BEGIN
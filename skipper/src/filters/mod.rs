//! Builtin filters (spec.md §8's concrete scenarios exercise `status`,
//! `inlineContent`, `setRequestHeader`, `setPath`, and `latency`; the
//! registry is open - any implementation of `route::Filter` plugs in the
//! same way these do).

pub mod builtin;

use std::sync::Arc;

use crate::route::FilterRegistry;

/// Registers every builtin filter into `registry`. Called once at process
/// init, alongside `predicates::register_builtins`.
pub fn register_builtins(registry: &mut FilterRegistry) {
    registry.register(Arc::new(builtin::status::StatusSpec));
    registry.register(Arc::new(builtin::inline_content::InlineContentSpec));
    registry.register(Arc::new(builtin::set_request_header::SetRequestHeaderSpec));
    registry.register(Arc::new(builtin::set_path::SetPathSpec));
    registry.register(Arc::new(builtin::latency::LatencySpec));
}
END
▶ _Directions_
What should come out is the exact run of lines from the one holding "use crate::route::FilterRegistry;" through the end of the records above, and nothing besides.

▶ _Exercise response_
use crate::route::FilterRegistry;

/// Registers every builtin filter into `registry`. Called once at process
/// init, alongside `predicates::register_builtins`.
pub fn register_builtins(registry: &mut FilterRegistry) {
    registry.register(Arc::new(builtin::status::StatusSpec));
    registry.register(Arc::new(builtin::inline_content::InlineContentSpec));
    registry.register(Arc::new(builtin::set_request_header::SetRequestHeaderSpec));
    registry.register(Arc::new(builtin::set_path::SetPathSpec));
    registry.register(Arc::new(builtin::latency::LatencySpec));
}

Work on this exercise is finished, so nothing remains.